It only lasted two weeks, and it meant nothing to me and I have chalked it up to a very big mistake and don't even think about that guy anymore, but I am being judged by my current boyfriends family members because I was engaged.

The ex-fiance was a complete jerk, used me and then cheated on me with his ex. I never even mourned over this guy he was such a loser. I'd really like to drop the memory of it from my life, and here is my boyfriend telling people about it.

Should I really be so peeved about it? Should I just let him tell them whatever he wants, and deal with their judgements? Or, tell him to stop telling people?

2007-03-20 04:17:26 · 12 answers · asked by ♦ Tiff ♦ 6 in Family & Relationships Other - Family & Relationships

Have been with him for 3 months. He's 36 years old, so I doubt he's just being childish.

He also could've told them that is what actually got us talking, me being ticked off at this guy.

I know for sure that he doesn't care what his family thinks of me.

2007-03-20 04:37:38 · update #1

12 answers

First, you can feel however you feel...you can't change that. You are valid in feeling annoyed that he told his parents. Try to understand that his telling them wasn't with malicious intent. He was just probably talking about the person that you are. If they cannot accept the fact that you made a mistake in the past, that's their problem.
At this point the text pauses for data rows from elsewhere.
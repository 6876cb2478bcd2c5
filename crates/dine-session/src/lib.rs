//! # dine-session: Reactive Bill Estimation
//!
//! Keeps the bill panel's inputs and recomputes the estimation through
//! `dine-core` whenever one of them changes.
//!
//! ## Data Flow
//! ```text
//! ┌─────────────────────────────────────────────────────────────────────────┐
//! │                         Session Data Flow                               │
//! │                                                                         │
//! │  EstimatorConfig ──► BillSession::new()                                 │
//! │  (toml + DINE_*)          │                                             │
//! │                           ▼                                             │
//! │  UI input ──► setter ──► SessionInputs ──► dine_core::compute()         │
//! │                                                  │                      │
//! │                          ┌───────────────────────┴──────────┐           │
//! │                          ▼                                  ▼           │
//! │                   observers (callbacks)          watch::Receiver        │
//! │                   Option<&BillEstimation>        EstimationUpdate       │
//! └─────────────────────────────────────────────────────────────────────────┘
//! ```
//!
//! ## Example
//! ```rust
//! use dine_core::{LineItem, Money};
//! use dine_session::BillSession;
//!
//! let session = BillSession::with_defaults();
//! session.set_location("Seattle, WA").unwrap();
//! let bill = session
//!     .set_items(vec![LineItem::new("Salmon", Money::from_cents(3000), "Mains")])
//!     .unwrap()
//!     .unwrap();
//!
//! assert_eq!(bill.rounded.total, Money::from_cents(3848));
//! ```

use tracing::Level;
use tracing_subscriber::EnvFilter;

pub mod config;
pub mod error;
pub mod session;

pub use config::EstimatorConfig;
pub use error::{SessionError, SessionResult};
pub use session::{BillSession, EstimationUpdate, SessionInputs, SubscriptionId, TaxSource};

/// Installs the fmt subscriber for hosts that have none.
///
/// ## Log Levels
/// - `RUST_LOG=debug` - Show debug messages
/// - `RUST_LOG=dine=trace` - Trace for dine crates only
/// - Default: INFO, DEBUG for dine crates
///
/// Returns false when a global subscriber was already set.
pub fn init_tracing() -> bool {
    let filter =
        EnvFilter::try_from_default_env().unwrap_or_else(|_| EnvFilter::new("info,dine=debug"));

    tracing_subscriber::fmt()
        .with_env_filter(filter)
        .with_max_level(Level::TRACE)
        .try_init()
        .is_ok()
}

#[cfg(test)]
mod tests {
    use super::*;

    #[test]
    fn test_init_tracing_twice() {
        init_tracing();
        assert!(!init_tracing());
    }
}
You can however mention to your boyfriend that it makes you feel uncomfortable that he tells his parents such intimate details about your life and would just prefer him not to tell them because you don't want them to think any less of you...and you can even change it around that the reason you're worried is because you care about him and don't want anything to get in the way of your relationship growing.

2007-03-20 04:22:53 · answer #1 · answered by ljoc421 3 · 0 0

How long have you been dating this guy? I think he should tell them about you on the basis of how great you are, what type of person you are and why you guys get along so well. The stuff about a previous engagement is really none of his family's business. Plus, like you said you no longer have ties to this person and you no longer talk and there is nothing keeping you attached to him (children), so why does your current boyfriend's family need to even know about him.

God forbid someone in his family makes a mistake and then expects everybody to forget about it. Just remind your boyfriend that your past is exactly that your past and you love him now and you don't want to rehash old and bad memories. If he truly wants a relationship with you he will drop the previous engagement story and be happy that you are his girlfriend now.

2007-03-20 04:33:20 · answer #2 · answered by Important 4 · 0 0

You need to sit down with your boyfriend and discuss with him your concerns. In the future, you need to be very specific if something you tell him is not for publication to anyone else. Best rule of thumb: do not tell him anything you don't want his family or anyone but him to know. If you later marry you might need to alter this but for now he is your boyfriend and you do not know what the future holds. Your past is your past and being engaged is not that big a deal. Had you been married before it might be a bigger deal. Think seriously about your future with this person. Do you want to worry about everything you say or do being reported to his family? Do you want to be part of a family that judges so harshly? This is a small thing, how would they react to a truly big thing that truly does matter?

2007-03-20 04:27:30 · answer #3 · answered by curious74432 3 · 0 0

i say just talk to him about it. if it really makes you uncomfortable, tell him and he should understand. he could be putting you in a good light with his family. if you think they think you're not such a good girlfriend or a bad person just because you got engaged to someone that you regret being engaged to in the first place, then talk to the actual family about it. if you really dont care that much, then dont say anything. but it sounds like you do. if i were you, i dont think i'd like that my boyfriend was telling his family my life story when its not exactly something i'm proud of.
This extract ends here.